**TASK TO CARRY OUT**
Scan the records for the word "usize". Report each line where it occurs.

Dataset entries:
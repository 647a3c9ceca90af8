//! Confidence statistics and normalized abstention AUC.
//!
//! For every query, scalar confidence estimates are derived from the
//! distribution of its retrieved similarity scores. The normalized AUC then
//! measures how much of a metric's achievable gain is captured by abstaining
//! on low-confidence queries first, scaled between the flat curve (random
//! order) and the oracle curve (queries ordered by the metric itself).

use std::collections::BTreeMap;

use super::PerQueryScores;
use crate::search::ResultSet;

/// Abstention rates swept when building a curve: 0.0, 0.1, … 0.9.
const ABSTENTION_RATES: [f64; 10] = [0.0, 0.1, 0.2, 0.3, 0.4, 0.5, 0.6, 0.7, 0.8, 0.9];

/// Names of the confidence functions, in the order [`ConfidenceScores::get`]
/// resolves them.
pub const CONFIDENCE_FUNCTIONS: [&str; 3] = ["max", "std", "diff1"];

/// Confidence estimates for one query, derived from its retrieved scores.
#[derive(Debug, Clone, Copy, PartialEq)]
pub struct ConfidenceScores {
    /// Highest retrieved similarity score.
    pub max: f64,
    /// Population standard deviation of the retrieved scores.
    pub std: f64,
    /// Margin between the best and second-best score; 0 for singletons.
    pub diff1: f64,
}

impl ConfidenceScores {
    pub fn get(&self, function: &str) -> Option<f64> {
        match function {
            "max" => Some(self.max),
            "std" => Some(self.std),
            "diff1" => Some(self.diff1),
            _ => None,
        }
    }
}

/// Confidence statistics for a single query's retrieved similarity scores.
/// An empty score list gets the −1 sentinel as `max`: a query that retrieved
/// nothing ranks below every real score distribution.
pub fn confidence_scores(sim_scores: &[f32]) -> ConfidenceScores {
    if sim_scores.is_empty() {
        return ConfidenceScores {
            max: -1.0,
            std: 0.0,
            diff1: 0.0,
        };
    }
    let mut sorted: Vec<f64> = sim_scores.iter().map(|&s| f64::from(s)).collect();
    sorted.sort_unstable_by(|a, b| b.total_cmp(a));

    let n = sorted.len() as f64;
    let mean = sorted.iter().sum::<f64>() / n;
    let variance = sorted.iter().map(|s| (s - mean).powi(2)).sum::<f64>() / n;

    ConfidenceScores {
        max: sorted[0],
        std: variance.sqrt(),
        diff1: if sorted.len() > 1 {
            sorted[0] - sorted[1]
        } else {
            0.0
        },
    }
}

fn argsort_ascending(values: &[f64]) -> Vec<usize> {
    let mut order: Vec<usize> = (0..values.len()).collect();
    order.sort_by(|&a, &b| values[a].total_cmp(&values[b]).then(a.cmp(&b)));
    order
}

/// Mean metric over the queries that survive each abstention rate, dropping
/// the lowest-`order_by` queries first.
fn abstention_curve(order_by: &[f64], metrics: &[f64]) -> Vec<f64> {
    let order = argsort_ascending(order_by);
    let n = metrics.len();
    ABSTENTION_RATES
        .iter()
        .map(|rate| {
            let abstained = ((rate * n as f64).round() as usize).min(n - 1);
            let kept = &order[abstained..];
            kept.iter().map(|&i| metrics[i]).sum::<f64>() / kept.len() as f64
        })
        .collect()
}

fn trapezoid_auc(x: &[f64], y: &[f64]) -> f64 {
    x.windows(2)
        .zip(y.windows(2))
        .map(|(xs, ys)| (xs[1] - xs[0]) * (ys[0] + ys[1]) / 2.0)
        .sum()
}

/// Normalized abstention AUC of `conf_scores` as a predictor of `metrics`.
///
/// 1.0 means confidence orders queries as well as the metric itself, 0 means
/// no better than random, negative means confidence is anti-correlated with
/// quality. Degenerate metric distributions (oracle equals flat) yield 0.
pub fn nauc(conf_scores: &[f64], metrics: &[f64]) -> f64 {
    debug_assert_eq!(conf_scores.len(), metrics.len());
    if metrics.is_empty() {
        return 0.0;
    }
    let abst_curve = abstention_curve(conf_scores, metrics);
    let oracle_curve = abstention_curve(metrics, metrics);
    let abst_auc = trapezoid_auc(&ABSTENTION_RATES, &abst_curve);
    let oracle_auc = trapezoid_auc(&ABSTENTION_RATES, &oracle_curve);

    let mean = metrics.iter().sum::<f64>() / metrics.len() as f64;
    let range = ABSTENTION_RATES[ABSTENTION_RATES.len() - 1] - ABSTENTION_RATES[0];
    let flat_auc = mean * range;

    if (oracle_auc - flat_auc).abs() < f64::EPSILON {
        return 0.0;
    }
    (abst_auc - flat_auc) / (oracle_auc - flat_auc)
}

/// nAUC for every (metric, confidence-function) pair, keyed
/// `nAUC_<metric>_<fct>`. Confidence values are aligned to the metric lists
/// through the scored-query id order recorded in `metric_scores`.
pub fn evaluate_abstention(
    results: &ResultSet,
    metric_scores: &PerQueryScores,
) -> BTreeMap<String, f64> {
    let confidences: Vec<ConfidenceScores> = metric_scores
        .query_ids
        .iter()
        .map(|qid| {
            let sim_scores: Vec<f32> = results
                .get(qid)
                .map(|docs| docs.values().copied().collect())
                .unwrap_or_default();
            confidence_scores(&sim_scores)
        })
        .collect();

    let mut naucs = BTreeMap::new();
    for function in CONFIDENCE_FUNCTIONS {
        let conf_values: Vec<f64> = confidences
            .iter()
            .map(|c| c.get(function).expect("known confidence function"))
            .collect();
        for (metric_name, scores) in &metric_scores.scores {
            naucs.insert(
                format!("nAUC_{metric_name}_{function}"),
                nauc(&conf_values, scores),
            );
        }
    }
    naucs
}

**SOLUTION TO THIS TASK**
fn argsort_ascending(values: &[f64]) -> Vec<usize> {
    let mut order: Vec<usize> = (0..values.len()).collect();
            let abstained = ((rate * n as f64).round() as usize).min(n - 1);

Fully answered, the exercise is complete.